- Court: International Court of Justice
- Decided: 12 April 1960
- Citation: ICJ Reports 1960

Keywords
- Right of passage, enclaves, sovereignty, international law

= Right of Passage over Indian Territory (Portugal v. India) =

International Law case

Right of Passage over Indian Territory (Portugal v. India) was a 1960 judgment of the International Court of Justice (ICJ) in the case of Portugal's assertion to a right of passage over Indian territory to access its enclaves of Dadra and Nagar Haveli from Daman. Portugal argued that it possessed a customary and historical right of transit over persons, goods, and officials, including armed forces, while India argued that any previous toleration of passage had always been permissive and may be legally withdrawn.
== Background ==
The Portuguese had dominion over some regions of India for a hundred years plus between 1505 and 1961. The regions, as a whole, were termed Portuguese India and included:
1. Goa
2. Dadra and Nagar Haveli
3. Damao (Daman)
4. Diu

After Indian independence in 1947, Portugal had maintained certain minor enclaves within India, such as Dadra and Nagar Haveli, that were completely surrounded by Indian territory. In August 1961, Dadra and Nagar Haveli were incorporated into India. Dadra and Nagar Haveli were merged within India in August 1961. Up to December 11, the Prime Minister Jawaharlal Nehru had issued the warning that "India's patience was exhausted". On December 19, the Portuguese control over Goa, Daman, and Diu ended as the result of an Indian military operation.

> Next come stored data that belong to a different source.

//! Latching remote state behind optimistic local updates.

use std::collections::{HashMap, HashSet};
use std::hash::Hash;
use std::sync::Arc;
use std::time::Duration;

use parking_lot::Mutex;

use super::suppressor::ValueSuppressor;
use super::throttler::ValueThrottler;
use super::timer::Timer;
use crate::disposable::Disposable;

pub const DEFAULT_RESTORE_DELAY: Duration = Duration::from_millis(3000);
pub const DEFAULT_SEND_INTERVAL: Duration = Duration::from_millis(250);

type Updater = Box<dyn FnOnce() + Send>;

/// Coordinates sending local changes to a remote source with receiving its
/// state.
///
/// - [`StateLatch::send_state`] runs the given updater, throttled so only the
///   last one per send interval runs, and suppresses incoming state for
///   `send_interval + restore_delay`.
/// - [`StateLatch::set_state`] records incoming state. The listener is called
///   right away unless suppressed, otherwise once suppression ends, so the
///   view settles on the remote value if the change never lands.
pub struct StateLatch<T> {
    throttler: ValueThrottler<Updater>,
    suppressor: ValueSuppressor<T>,
}

impl<T: Clone + Send + 'static> StateLatch<T> {
    pub fn new<F>(timer: Timer, listener: F) -> Self
    where
        F: Fn(T) + Send + Sync + 'static,
    {
        Self::with_delays(timer, DEFAULT_RESTORE_DELAY, DEFAULT_SEND_INTERVAL, listener)
    }

    pub fn with_delays<F>(timer: Timer, restore_delay: Duration, send_interval: Duration, listener: F) -> Self
    where
        F: Fn(T) + Send + Sync + 'static,
    {
        Self {
            throttler: ValueThrottler::new(timer.clone(), send_interval, |updater: Updater| updater()),
            suppressor: ValueSuppressor::new(timer, send_interval + restore_delay, listener),
        }
    }

    pub fn set_state(&self, value: T) {
        self.suppressor.set_value(value);
    }

    pub fn state(&self) -> Option<T> {
        self.suppressor.value()
    }

    pub fn send_state<F>(&self, updater: F)
    where
        F: FnOnce() + Send + 'static,
    {
        self.suppressor.start_suppression();
        self.throttler.emit_value(Box::new(updater));
    }
}

impl<T: Clone + Send + 'static> Disposable for StateLatch<T> {
    fn dispose(&self) {
        self.throttler.dispose();
        self.suppressor.dispose();
    }

    fn is_disposed(&self) -> bool {
        self.suppressor.is_disposed()
    }
}

/// A [`StateLatch`] per key, created on first use.
pub struct CompositeStateLatch<K, V> {
    timer: Timer,
    restore_delay: Duration,
    send_interval: Duration,
    listener: Arc<dyn Fn(K, V) + Send + Sync>,
    latches: Mutex<Option<HashMap<K, Arc<StateLatch<V>>>>>,
}

impl<K, V> CompositeStateLatch<K, V>
where
    K: Eq + Hash + Clone + Send + Sync + 'static,
    V: Clone + Send + 'static,
{
    pub fn new<F>(timer: Timer, listener: F) -> Self
    where
        F: Fn(K, V) + Send + Sync + 'static,
    {
        Self::with_delays(timer, DEFAULT_RESTORE_DELAY, DEFAULT_SEND_INTERVAL, listener)
    }

    pub fn with_delays<F>(timer: Timer, restore_delay: Duration, send_interval: Duration, listener: F) -> Self
    where
        F: Fn(K, V) + Send + Sync + 'static,
    {
        Self {
            timer,
            restore_delay,
            send_interval,
            listener: Arc::new(listener),
            latches: Mutex::new(Some(HashMap::new())),
        }
    }

    pub fn set_state(&self, key: K, value: V) {
        self.with_latch(key, |latch| latch.set_state(value));
    }

    pub fn state(&self, key: &K) -> Option<V> {
        let latch = self
            .latches
            .lock()
            .as_ref()
            .and_then(|latches| latches.get(key).cloned())?;
        latch.state()
    }

    pub fn send_state<F>(&self, key: K, updater: F)
    where
        F: FnOnce() + Send + 'static,
    {
        self.with_latch(key, |latch| latch.send_state(updater));
    }

    /// Dispose and forget latches whose key is not in `active_keys`.
    pub fn remove_inactive(&self, active_keys: &HashSet<K>) {
        let removed: Vec<Arc<StateLatch<V>>> = {
            let mut guard = self.latches.lock();
            let Some(latches) = guard.as_mut() else {
                return;
            };
            let stale: Vec<K> = latches
                .keys()
                .filter(|key| !active_keys.contains(*key))
                .cloned()
                .collect();
            stale.iter().filter_map(|key| latches.remove(key)).collect()
        };
        for latch in removed {
            latch.dispose();
        }
    }

    pub fn len(&self) -> usize {
        self.latches.lock().as_ref().map_or(0, HashMap::len)
    }

    pub fn is_empty(&self) -> bool {
        self.len() == 0
    }

    // The map lock is released before `f` runs; listeners may call back in.
    fn with_latch(&self, key: K, f: impl FnOnce(&StateLatch<V>)) {
        let latch = {
            let mut guard = self.latches.lock();
            let Some(latches) = guard.as_mut() else {
                return;
            };
            let latch = latches.entry(key.clone()).or_insert_with(|| {
                let listener = Arc::clone(&self.listener);
                Arc::new(StateLatch::with_delays(
                    self.timer.clone(),
                    self.restore_delay,
                    self.send_interval,
                    move |value| listener(key.clone(), value),
                ))
            });
            Arc::clone(latch)
        };
        f(&latch);
    }
}

impl<K, V> Disposable for CompositeStateLatch<K, V>
where
    K: Eq + Hash + Clone + Send + Sync + 'static,
    V: Clone + Send + 'static,
{
    fn dispose(&self) {
        let latches = self.latches.lock().take();
        for latch in latches.into_iter().flat_map(HashMap::into_values) {
            latch.dispose();
        }
    }

    fn is_disposed(&self) -> bool {
        self.latches.lock().is_none()
    }
}
use crossterm::cursor::{Hide, Show};
use crossterm::terminal::{
    disable_raw_mode, enable_raw_mode, Clear as TermClear, ClearType, EnterAlternateScreen,
    LeaveAlternateScreen,
};
use crossterm::ExecutableCommand;
use parking_lot::Mutex;
use ratatui::backend::CrosstermBackend;
use ratatui::Terminal;
use std::io::{self, Stdout};
use std::sync::Arc;

type Cleanup = Box<dyn FnOnce() + Send + 'static>;

/// Restores the terminal on drop, and from the panic hook if the UI thread
/// panics first.
pub struct TerminalGuard {
    cleanup: Arc<Mutex<Option<Cleanup>>>,
}

impl TerminalGuard {
    fn new() -> Self {
        Self {
            cleanup: Arc::new(Mutex::new(None)),
        }
    }

    fn set_cleanup<F: FnOnce() + Send + 'static>(&self, cleanup: F) {
        *self.cleanup.lock() = Some(Box::new(cleanup));
    }

    fn install_panic_hook(&self) {
        let cleanup = Arc::clone(&self.cleanup);
        let default_hook = std::panic::take_hook();
        std::panic::set_hook(Box::new(move |info| {
            if let Some(cleanup) = cleanup.lock().take() {
                cleanup();
            }
            default_hook(info);
        }));
    }

    fn restore(&self) {
        let cleanup = self.cleanup.lock().take();
        if let Some(cleanup) = cleanup {
            cleanup();
        }
    }
}

impl Drop for TerminalGuard {
    fn drop(&mut self) {
        self.restore();
    }
}

pub fn setup_terminal() -> io::Result<(Terminal<CrosstermBackend<Stdout>>, TerminalGuard)> {
    enable_raw_mode()?;
    let mut stdout = io::stdout();
    stdout.execute(EnterAlternateScreen)?;
    stdout.execute(TermClear(ClearType::All))?;
    stdout.execute(Hide)?;

    let backend = CrosstermBackend::new(stdout);
    let terminal = Terminal::new(backend)?;
    let guard = TerminalGuard::new();
    guard.set_cleanup(|| {
        let _ = disable_raw_mode();
        let mut stdout = io::stdout();
        let _ = stdout.execute(LeaveAlternateScreen);
        let _ = stdout.execute(Show);
    });
    guard.install_panic_hook();

    Ok((terminal, guard))
}
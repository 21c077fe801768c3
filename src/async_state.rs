//! State of an asynchronous operation held inside view state.

use std::any::Any;
use std::fmt;
use std::sync::Arc;

/// Opaque extra data attached to a successful result.
///
/// Ignored by equality, so attaching metadata never causes an emission by
/// itself.
pub type Metadata = Arc<dyn Any + Send + Sync>;

/// A captured failure of an async source.
///
/// Two errors are equal only if they are the same capture, so a retried
/// operation that fails the same way still produces a new state.
#[derive(Clone)]
pub struct AsyncError(Arc<anyhow::Error>);

impl AsyncError {
    pub fn new(error: impl Into<anyhow::Error>) -> Self {
        Self(Arc::new(error.into()))
    }

    pub fn inner(&self) -> &anyhow::Error {
        &self.0
    }

    pub fn downcast_ref<E>(&self) -> Option<&E>
    where
        E: fmt::Display + fmt::Debug + Send + Sync + 'static,
    {
        self.0.downcast_ref::<E>()
    }
}

impl PartialEq for AsyncError {
    fn eq(&self, other: &Self) -> bool {
        Arc::ptr_eq(&self.0, &other.0)
    }
}

impl fmt::Debug for AsyncError {
    fn fmt(&self, f: &mut fmt::Formatter<'_>) -> fmt::Result {
        write!(f, "AsyncError({:?})", self.0)
    }
}

impl fmt::Display for AsyncError {
    fn fmt(&self, f: &mut fmt::Formatter<'_>) -> fmt::Result {
        fmt::Display::fmt(&self.0, f)
    }
}

/// Progress of an async operation.
///
/// `Loading` and `Fail` may carry the previous value so a view can keep
/// showing stale data while refreshing or after an error.
#[derive(Clone)]
pub enum Async<T> {
    Uninitialized,
    Loading {
        value: Option<T>,
    },
    Success {
        value: T,
        metadata: Option<Metadata>,
    },
    Fail {
        error: AsyncError,
        value: Option<T>,
    },
}

impl<T> Default for Async<T> {
    fn default() -> Self {
        Async::Uninitialized
    }
}

impl<T> Async<T> {
    pub fn loading() -> Self {
        Async::Loading { value: None }
    }

    pub fn success(value: T) -> Self {
        Async::Success {
            value,
            metadata: None,
        }
    }

    pub fn fail(error: impl Into<anyhow::Error>) -> Self {
        Async::Fail {
            error: AsyncError::new(error),
            value: None,
        }
    }

    /// The available value: the result on success, or the value retained
    /// by `Loading`/`Fail`.
    pub fn value(&self) -> Option<&T> {
        match self {
            Async::Uninitialized => None,
            Async::Loading { value } | Async::Fail { value, .. } => value.as_ref(),
            Async::Success { value, .. } => Some(value),
        }
    }

    pub fn into_value(self) -> Option<T> {
        match self {
            Async::Uninitialized => None,
            Async::Loading { value } | Async::Fail { value, .. } => value,
            Async::Success { value, .. } => Some(value),
        }
    }

    /// Finished, successfully or not.
    pub fn is_complete(&self) -> bool {
        matches!(self, Async::Success { .. } | Async::Fail { .. })
    }

    /// Nothing has been loaded yet, or the last attempt failed.
    pub fn should_load(&self) -> bool {
        matches!(self, Async::Uninitialized | Async::Fail { .. })
    }

    pub fn is_uninitialized(&self) -> bool {
        matches!(self, Async::Uninitialized)
    }

    pub fn is_loading(&self) -> bool {
        matches!(self, Async::Loading { .. })
    }

    pub fn is_success(&self) -> bool {
        matches!(self, Async::Success { .. })
    }

    pub fn is_fail(&self) -> bool {
        matches!(self, Async::Fail { .. })
    }

    pub fn error(&self) -> Option<&AsyncError> {
        match self {
            Async::Fail { error, .. } => Some(error),
            _ => None,
        }
    }

    /// Metadata attached on success, downcast to `M`.
    pub fn metadata<M: Any + Send + Sync>(&self) -> Option<&M> {
        match self {
            Async::Success {
                metadata: Some(metadata),
                ..
            } => metadata.downcast_ref::<M>(),
            _ => None,
        }
    }

    pub fn with_metadata(self, metadata: Metadata) -> Self {
        match self {
            Async::Success { value, .. } => Async::Success {
                value,
                metadata: Some(metadata),
            },
            other => other,
        }
    }

    pub fn map<U, F>(self, f: F) -> Async<U>
    where
        F: FnOnce(T) -> U,
    {
        match self {
            Async::Uninitialized => Async::Uninitialized,
            Async::Loading { value } => Async::Loading { value: value.map(f) },
            Async::Success { value, metadata } => Async::Success {
                value: f(value),
                metadata,
            },
            Async::Fail { error, value } => Async::Fail {
                error,
                value: value.map(f),
            },
        }
    }
}

impl<T: PartialEq> PartialEq for Async<T> {
    fn eq(&self, other: &Self) -> bool {
        match (self, other) {
            (Async::Uninitialized, Async::Uninitialized) => true,
            (Async::Loading { value: a }, Async::Loading { value: b }) => a == b,
            (Async::Success { value: a, .. }, Async::Success { value: b, .. }) => a == b,
            (
                Async::Fail {
                    error: ea,
                    value: a,
                },
                Async::Fail {
                    error: eb,
                    value: b,
                },
            ) => ea == eb && a == b,
            _ => false,
        }
    }
}

impl<T: fmt::Debug> fmt::Debug for Async<T> {
    fn fmt(&self, f: &mut fmt::Formatter<'_>) -> fmt::Result {
        match self {
            Async::Uninitialized => f.write_str("Uninitialized"),
            Async::Loading { value } => f.debug_struct("Loading").field("value", value).finish(),
            Async::Success { value, metadata } => f
                .debug_struct("Success")
                .field("value", value)
                .field("metadata", &metadata.is_some())
                .finish(),
            Async::Fail { error, value } => f
                .debug_struct("Fail")
                .field("error", error)
                .field("value", value)
                .finish(),
        }
    }
}

#[cfg(test)]
mod tests {
    use super::*;

    #[test]
    fn value_covers_retained_values() {
        assert_eq!(Async::<i32>::Uninitialized.value(), None);
        assert_eq!(Async::Loading { value: Some(1) }.value(), Some(&1));
        assert_eq!(Async::success(2).value(), Some(&2));
        let fail = Async::Fail {
            error: AsyncError::new(anyhow::anyhow!("boom")),
            value: Some(3),
        };
        assert_eq!(fail.value(), Some(&3));
    }

    #[test]
    fn flags() {
        let fail = Async::<i32>::fail(anyhow::anyhow!("boom"));
        assert!(fail.is_complete() && fail.should_load() && fail.is_fail());
        assert!(Async::<i32>::Uninitialized.should_load());
        assert!(!Async::<i32>::loading().is_complete());
        assert!(Async::success(1).is_complete());
        assert!(!Async::success(1).should_load());
    }

    #[test]
    fn metadata_is_ignored_by_equality() {
        let plain = Async::success(1);
        let tagged = Async::success(1).with_metadata(Arc::new("page-2"));
        assert_eq!(plain, tagged);
        assert_eq!(tagged.metadata::<&str>(), Some(&"page-2"));
        assert_eq!(tagged.metadata::<u32>(), None);
    }

    #[test]
    fn errors_compare_by_identity() {
        let error = AsyncError::new(anyhow::anyhow!("boom"));
        let a: Async<i32> = Async::Fail {
            error: error.clone(),
            value: None,
        };
        let b: Async<i32> = Async::Fail { error, value: None };
        assert_eq!(a, b);
        assert_ne!(
            Async::<i32>::fail(anyhow::anyhow!("boom")),
            Async::<i32>::fail(anyhow::anyhow!("boom"))
        );
    }

    #[test]
    fn map_keeps_shape() {
        let mapped = Async::Loading { value: Some(2) }.map(|v| v * 10);
        assert_eq!(mapped, Async::Loading { value: Some(20) });
        assert_eq!(Async::success(2).map(|v| v.to_string()).value(), Some(&"2".to_string()));
    }

    #[test]
    fn downcast_error() {
        let error = AsyncError::new(std::io::Error::other("disk"));
        assert!(error.downcast_ref::<std::io::Error>().is_some());
        assert_eq!(error.to_string(), "disk");
    }
}
//! The serialized state worker.
//!
//! One named OS thread per store, fed by an mpsc run queue. It is the only
//! place reducers are applied and read blocks are run.

use std::io;
use std::panic::{self, AssertUnwindSafe};
use std::sync::atomic::{AtomicBool, Ordering};
use std::sync::mpsc::Receiver;
use std::sync::Arc;
use std::thread::{self, JoinHandle};

use parking_lot::Mutex;

use crate::error::{panic_message, StoreError};
use crate::mvi::MviState;
use crate::store::checker::{apply_checked, MutableStateChecker};
use crate::store::queue::MutationQueue;
use crate::store::stream::StateStream;

/// Messages on the worker's run queue.
pub(crate) enum Command {
    /// Process everything pending in the mutation queue.
    Flush,
    /// A background check failed; stop the store.
    Fail(StoreError),
    Shutdown,
}

/// State shared between the store handles and the worker thread.
pub(crate) struct Shared<S> {
    pub(crate) queue: MutationQueue<S>,
    pub(crate) stream: StateStream<S>,
    pub(crate) disposed: AtomicBool,
    pub(crate) running: AtomicBool,
    pub(crate) failure: Mutex<Option<StoreError>>,
    debug_mode: bool,
}

impl<S: MviState> Shared<S> {
    pub(crate) fn new(initial: S, debug_mode: bool) -> Self {
        Self {
            queue: MutationQueue::new(),
            stream: StateStream::new(initial),
            disposed: AtomicBool::new(false),
            running: AtomicBool::new(false),
            failure: Mutex::new(None),
            debug_mode,
        }
    }

    /// Drain writes, run one read, repeat until both buffers are empty.
    ///
    /// Re-draining after every read is what guarantees that a read observes
    /// every write enqueued before it, even writes that arrived while an
    /// earlier read was running.
    fn flush(&self, checker: &mut Option<MutableStateChecker<S>>) -> Result<(), StoreError> {
        loop {
            self.apply_writes(checker)?;
            let Some(block) = self.queue.dequeue_read() else {
                return Ok(());
            };
            let state = self.stream.value();
            block(&state);
        }
    }

    fn apply_writes(&self, checker: &mut Option<MutableStateChecker<S>>) -> Result<(), StoreError> {
        let Some(reducers) = self.queue.drain_writes() else {
            return Ok(());
        };
        let current = self.stream.value();
        let mut state = current.clone();
        for reducer in &reducers {
            state = if self.debug_mode {
                apply_checked(&state, reducer)?
            } else {
                reducer(&state)
            };
        }
        drop(reducers);

        if state == current {
            return Ok(());
        }
        if let Some(checker) = checker.as_mut() {
            checker.on_state_changed(&state)?;
        }
        self.stream.publish(state);
        Ok(())
    }

    pub(crate) fn record_failure(&self, error: StoreError) {
        tracing::error!(error = %error, "state store failed");
        {
            let mut failure = self.failure.lock();
            if failure.is_none() {
                *failure = Some(error);
            }
        }
        self.disposed.store(true, Ordering::SeqCst);
        self.queue.clear();
    }
}

/// Start the worker thread.
pub(crate) fn spawn<S: MviState>(
    name: &str,
    shared: Arc<Shared<S>>,
    rx: Receiver<Command>,
) -> io::Result<JoinHandle<()>> {
    thread::Builder::new()
        .name(name.to_string())
        .spawn(move || run(shared, rx))
}

fn run<S: MviState>(shared: Arc<Shared<S>>, rx: Receiver<Command>) {
    let shared = scopeguard::guard(shared, |shared| {
        shared.running.store(false, Ordering::SeqCst);
        tracing::debug!("state worker stopped");
    });
    tracing::debug!("state worker started");

    let mut checker = if shared.debug_mode {
        Some(MutableStateChecker::new(&shared.stream.value()))
    } else {
        None
    };

    while let Ok(command) = rx.recv() {
        match command {
            Command::Flush => {
                if shared.disposed.load(Ordering::SeqCst) {
                    break;
                }
                let outcome = panic::catch_unwind(AssertUnwindSafe(|| shared.flush(&mut checker)));
                match outcome {
                    Ok(Ok(())) => {}
                    Ok(Err(error)) => {
                        shared.record_failure(error);
                        break;
                    }
                    Err(payload) => {
                        shared.record_failure(StoreError::WorkerPanicked {
                            message: panic_message(payload.as_ref()),
                        });
                        break;
                    }
                }
            }
            Command::Fail(error) => {
                shared.record_failure(error);
                break;
            }
            Command::Shutdown => break,
        }
    }
}
//! Thread-safe configuration storage.

use std::path::{Path, PathBuf};
use std::sync::Arc;

use parking_lot::RwLock;

use crate::config::loader::ConfigError;
use crate::config::types::Config;

/// Thread-safe config container with interior mutability.
///
/// Allows multiple readers to access config concurrently while
/// supporting atomic updates when needed.
#[derive(Clone)]
pub struct ConfigStore {
    inner: Arc<RwLock<Config>>,
    path: PathBuf,
}

impl ConfigStore {
    /// Create a new ConfigStore from initial config and path.
    pub fn new(config: Config, path: PathBuf) -> Self {
        Self {
            inner: Arc::new(RwLock::new(config)),
            path,
        }
    }

    /// Get a clone of the current config.
    pub fn get(&self) -> Config {
        self.inner.read().clone()
    }

    /// Apply an in-memory override (e.g. from CLI flags).
    pub fn update(&self, f: impl FnOnce(&mut Config)) {
        f(&mut self.inner.write());
    }

    /// Reload config from the file.
    ///
    /// On success, atomically replaces the current config.
    /// On failure, keeps the old config and returns the error.
    pub fn reload(&self) -> Result<(), ConfigError> {
        let config = Config::load_from(&self.path)?;
        *self.inner.write() = config;
        Ok(())
    }

    /// Get the config file path.
    pub fn path(&self) -> &Path {
        &self.path
    }
}
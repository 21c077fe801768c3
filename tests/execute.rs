mod common;

use common::{channel_stream, wait_for_state, IterStream};
use statecraft::{Async, Disposable, MviError, MviState, ViewModel};
use std::sync::Arc;
use std::time::Duration;

/// Records every transition so tests can assert on the exact sequence even
/// when the store folds several of them into one publish.
#[derive(Debug, Clone, PartialEq, Default)]
struct Job<T> {
    history: Vec<Async<T>>,
    latest: Async<T>,
}

impl<T: Clone + PartialEq + std::fmt::Debug + Send + Sync + 'static> MviState for Job<T> {}

fn record<T: Clone>(state: &Job<T>, value: Async<T>) -> Job<T> {
    let mut history = state.history.clone();
    history.push(value.clone());
    Job {
        history,
        latest: value,
    }
}

#[tokio::test]
async fn future_goes_loading_then_success() {
    let vm = ViewModel::<Job<i32>>::new(Job::default());
    vm.execute(async { Ok::<_, anyhow::Error>(42) }, record)
        .unwrap();

    let state = wait_for_state(&vm, |s| s.latest.is_complete()).await;
    assert_eq!(state.history, vec![Async::loading(), Async::success(42)]);
}

#[tokio::test]
async fn future_error_becomes_fail() {
    let vm = ViewModel::<Job<i32>>::new(Job::default());
    vm.execute(async { Err::<i32, _>(anyhow::anyhow!("unreachable host")) }, record)
        .unwrap();

    let state = wait_for_state(&vm, |s| s.latest.is_complete()).await;
    assert_eq!(state.history.len(), 2);
    assert!(state.history[0].is_loading());
    let error = state.latest.error().expect("fail carries an error");
    assert_eq!(error.to_string(), "unreachable host");
}

#[tokio::test]
async fn mapped_future_stores_mapped_value() {
    let vm = ViewModel::<Job<usize>>::new(Job::default());
    vm.execute_mapped(
        async { Ok::<_, std::io::Error>("hello") },
        |text: &str| text.len(),
        record,
    )
    .unwrap();

    let state = wait_for_state(&vm, |s| s.latest.is_complete()).await;
    assert_eq!(state.latest.value(), Some(&5));
}

#[tokio::test]
async fn stream_emits_success_per_item() {
    let vm = ViewModel::<Job<&'static str>>::new(Job::default());
    let items = IterStream::new(vec![Ok::<_, anyhow::Error>("a"), Ok("b")]);
    let handle = vm.execute_stream(items, record).unwrap();

    let state = wait_for_state(&vm, |s| s.history.len() == 3).await;
    assert_eq!(
        state.history,
        vec![Async::loading(), Async::success("a"), Async::success("b")]
    );
    tokio::time::sleep(Duration::from_millis(20)).await;
    assert!(handle.is_finished());
}

#[tokio::test]
async fn stream_error_stops_processing() {
    let vm = ViewModel::<Job<i32>>::new(Job::default());
    let items = IterStream::new(vec![
        Ok(1),
        Err(anyhow::anyhow!("broken pipe")),
        Ok(3),
    ]);
    let handle = vm.execute_stream(items, record).unwrap();

    let state = wait_for_state(&vm, |s| s.latest.is_fail()).await;
    tokio::time::sleep(Duration::from_millis(20)).await;
    let state = vm.await_state().await.unwrap_or(state);

    assert_eq!(state.history.len(), 3);
    assert_eq!(state.history[1], Async::success(1));
    assert!(state.history[2].is_fail());
    assert!(handle.is_finished());
}

#[tokio::test]
async fn stream_success_carries_metadata() {
    let vm = ViewModel::<Job<i32>>::new(Job::default());
    let items = IterStream::new(vec![Ok::<_, anyhow::Error>(7)]);
    vm.execute_stream_with(
        items,
        |value: i32| value * 10,
        |value: &i32| Some(Arc::new(format!("raw={value}")) as statecraft::Metadata),
        record,
    )
    .unwrap();

    let state = wait_for_state(&vm, |s| s.latest.is_success()).await;
    assert_eq!(state.latest.value(), Some(&70));
    assert_eq!(
        state.latest.metadata::<String>().map(String::as_str),
        Some("raw=7")
    );
}

#[tokio::test]
async fn cancel_prevents_further_updates() {
    let vm = ViewModel::<Job<i32>>::new(Job::default());
    let (tx, stream) = channel_stream::<anyhow::Result<i32>>();
    let handle = vm.execute_stream(stream, record).unwrap();

    tx.send(Ok(1)).unwrap();
    wait_for_state(&vm, |s| s.latest == Async::success(1)).await;

    handle.cancel();
    let _ = tx.send(Ok(2));
    tokio::time::sleep(Duration::from_millis(30)).await;

    let state = vm.await_state().await.unwrap();
    assert_eq!(state.history, vec![Async::loading(), Async::success(1)]);
    assert!(handle.is_cancelled());
    assert!(handle.is_disposed());
}

#[tokio::test]
async fn cancel_discards_results_still_queued_on_the_worker() {
    let vm = ViewModel::<Job<i32>>::new(Job::default());
    let (tx, stream) = channel_stream::<anyhow::Result<i32>>();
    let handle = vm.execute_stream(stream, record).unwrap();
    wait_for_state(&vm, |s| s.latest.is_loading()).await;

    vm.with_state(|_| std::thread::sleep(Duration::from_millis(300)));
    tx.send(Ok(1)).unwrap();
    tokio::time::sleep(Duration::from_millis(50)).await;
    handle.cancel();

    let state = vm.await_state().await.unwrap();
    assert_eq!(state.history, vec![Async::loading()]);
}

#[tokio::test]
async fn finished_execution_counts_as_disposed() {
    let vm = ViewModel::<Job<i32>>::new(Job::default());
    let handle = vm
        .execute(async { Ok::<_, anyhow::Error>(7) }, record)
        .unwrap();

    wait_for_state(&vm, |s| s.latest.is_complete()).await;
    tokio::time::sleep(Duration::from_millis(20)).await;
    assert!(handle.is_finished());
    assert!(!handle.is_cancelled());
    assert!(handle.is_disposed());
}

#[tokio::test]
async fn clear_cancels_running_executions() {
    let vm = ViewModel::<Job<i32>>::new(Job::default());
    let (_tx, stream) = channel_stream::<anyhow::Result<i32>>();
    let handle = vm.execute_stream(stream, record).unwrap();

    vm.clear();
    assert!(handle.is_cancelled());
}

#[test]
fn execute_without_runtime_is_an_error() {
    let vm = ViewModel::<Job<i32>>::new(Job::default());
    let result = vm.execute(async { Ok::<_, anyhow::Error>(1) }, record);
    assert!(matches!(result, Err(MviError::NoRuntime)));
}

From 1954 to 1961, with the withdrawal of Dadra and Nagar Haveli from Portuguese control, Portugal's Indian possessions were no longer contiguous. Portugal was refused the right of passage to Indian officials and armed forces, and Portugal brought the matter to the ICJ in December 1955 in the form of an application.
== Proceedings ==
The case was brought to the ICJ on 22 December 1955 by Portugal Itrtugal asserted that it had a right of passage that was legally enforceable, founded on historical treaties (including one with the British Indian state of Pune under the Maratha ruler) and uniform practice during British India.

Portugal submitted that India had violated international law by obstructing its ability to administer its enclaves. Its claims included:
1. A right of passage for persons, goods, civil and armed officials between Daman and Dadra and Nagar Haveli, and between the enclaves themselves.
2. India’s obstruction constituted obstruction of Portuguese sovereignty.
3. A request that the ICJ direct India to cease military action and restore the right of passage.

India raised six preliminary objections to jurisdiction and admissibility:

First objection: Portugal’s declaration of acceptance was invalid due to a reservation allowing exclusions at any time. (Dismissed)

Second objection: The case was premature as India had not been formally notified of Portugal’s declaration. (Dismissed)

Third objection: No "legal dispute" existed amongst the parties, as negotiations had not been exhausted. (Dismissed)

Fourth objection: India was deprived of its right to reciprocity. (Dismissed)

Fifth objection: The matter fell within India’s domestic jurisdiction. (Joined to merits)

Sixth objection: The dispute arose prior to 1930 and was excluded by India’s reservation to the treaty. (Joined to merits)

== Judgment on Merits ==
The ICJ delivered its judgment on 12 April 1960. By a majority of 11 votes to 4, the Court decided that Portugal had a limited right of passage for private persons, civil officials, and goods necessary for the exercise of its sovereignty over the enclaves, based on accepyted historical practice.

However, by a narrower majority of 9 votes, the Court held that Portugal did not have a right to move armed forces, armed police, or military supplies across Indian territory. India was not in breach of international law when it restricted such passage.

The Court examined Portugal’s argument based on an 18th-century treaty with the Marathas, and ruled that it conferred only right to collect revenue and not sovereignty. Sovereignty was established through Portuguese administrative control, later recognized by British India and tacitly accepted by independent India.

The Court also held that India had a right to regulate civilian passage in light of regional tensions, and rejected Portugal’s contention that India unlawfully restricted delegations in the 1950s.

== Dissenting Opinions ==
Vice-President Badawi, Judge Klaestad (with Judge ad hoc Fernandes), and Indian Judge ad hoc M. C. Chagla were in dissent. They argued that sovereignty necessarily encompassed the right to use armed forces for administration, and restrictions imposed by India unlawfully curbed Portugal’s rights.

== Subsequent Developments ==
The judgment was followed by India’s military annexation of Goa, Daman, and Diu in December 1961, marking the eventual end to the Portuguese colonial rule in India.

Dadra and Nagar Haveli was formally incorporated into India by the Constitution (Tenth Amendment) Act, 1961. This amendment inserted Article 240(1)(c) which empowerd the President to make regulations for the territory, and confirmed administration under Article 239 of the Constitution of India.